Ivanovo
IVANOVO
IVANOVO (Pol. Janów Poleski ; in Jewish sources Janovi al-Yad Pinsk ), town in Brest-Litovsk district, Belarus. The first Jews settled in Ivanovo during the 1620s. The Jews of Ivanovo were subordinated to the jurisdiction of the community of *Pinsk. Prior to the *Chmielnicki uprising (1648–49) the Jewish population already had community status. The Jews presumably earned their livelihoods from trade, leasing of estate lands, and production of alcoholic beverages. According to the 1765 census there were 422 Jews living in and near the town. At the beginning of the 19th century the Ḥasidim of the *Stolin and Lubieszow dynasties gained adherents among the Jews of Ivanovo, although the majority remained *Mitnaggedim. In 1847 the 1,283 Jews of the town formed about 56% of its population. The wealthier ones then began to engage in the acquisition and sale of forest products. By 1897 the number of Jews in Ivanovo had increased to 1,875 (about 62% of the total population). In the second half of the 19th century, Jews were engaged in petty trade and crafts, mostly as tailors, shoemakers, carpenters, furriers, etc. Their rabbi was Joshua Aryeh Leib, author of Miẓpeh Aryeh and son of R. Samuel Avigdor of Karlin. At the beginning of the 20th century Jews established flour mills, a large lumber mill, an oil press, a tannery, and a small electric power station. Zionist societies were active from the beginning of the 20th century. The Hebrew educator and teacher Israel Judah (Jesse) Adler and the Hebrew poet Berl *Pomerantz lived in Ivanovo.

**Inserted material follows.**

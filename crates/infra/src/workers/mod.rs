//! Worker hosts for the bridge consumers.

pub mod consumer_worker;

pub use consumer_worker::{ConsumerWorker, IntakeControl, IntakeError, IntakeGate, WorkerHandle};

In the early 20th century there emerged a class of Jewish salaried workers employed in construction, carpentry, and the processing of hides, hogs' bristles, and furs. The 1921 census recorded 1,988 Jews (65% of the population) in the town. A great fire which broke out in 1929 destroyed 75 houses belonging to Jews; 120 Jewish families were left homeless. Damage to Jewish property amounted to the sum of 1,500,000 zlotys. In the early 1930s the Jewish quarter was completely renovated. Between the two World Wars a *Tarbut school operated in the town as well as a branch of the Bet Yosef yeshivah of Pinsk (except between 1929 and 1935). A highway running between Pinsk and Brest and passing through the town promoted the export of wood, grain, and cattle to central Poland and the West via Danzig.
Holocaust Period
After two years of Soviet rule, when all Jewish businesses were nationalized and Jewish institutions and organizations were closed, the Germans entered Ivanovo on June 25, 1941. On August 5 an ss cavalry unit murdered around 420 Jewish men. The chairman of the Judenrat, Alter Diwinski (former head of the community), successfully organized the supply of food and medicines to the community; he was later murdered by the Nazis because of his opposition to further "selections" from the Jewish population. A ghetto was established on Passover eve, 1942, where living conditions were extremely difficult – 60 persons to a small house. Outside the ghetto boundaries some 300 youths worked at a lumber mill and 50 others were employed in railroad maintenance. The ghetto was liquidated two days after the Day of Atonement, on September 24, 1942, when most of the Jews in Ivanovo were massacred. Those working at the lumber mill were murdered on September 25, 1942, and 62 artisans were killed in mid-October. A few dozen Jews, mainly young ones, succeeded in escaping to the forests, where they joined partisan units. About 100 Jews survived; all left for the West, most of them for Israel. No Jews were living in Ivanovo after World War ii.
bibliography:
M. Nadav (ed.), Yanov al-yad Pinsk, Sefer Zikkaron (1969); S. Dubnow (ed.), Pinkas ha-Medinah (1925); Z. Rabinowitz, Ha-Ḥasidut ha-Lita'it (1960), 10, 146; B. Wasiutyński, Ludność żydowska w Polsce w xix wieku (1930), 83. add. bibliography: pk.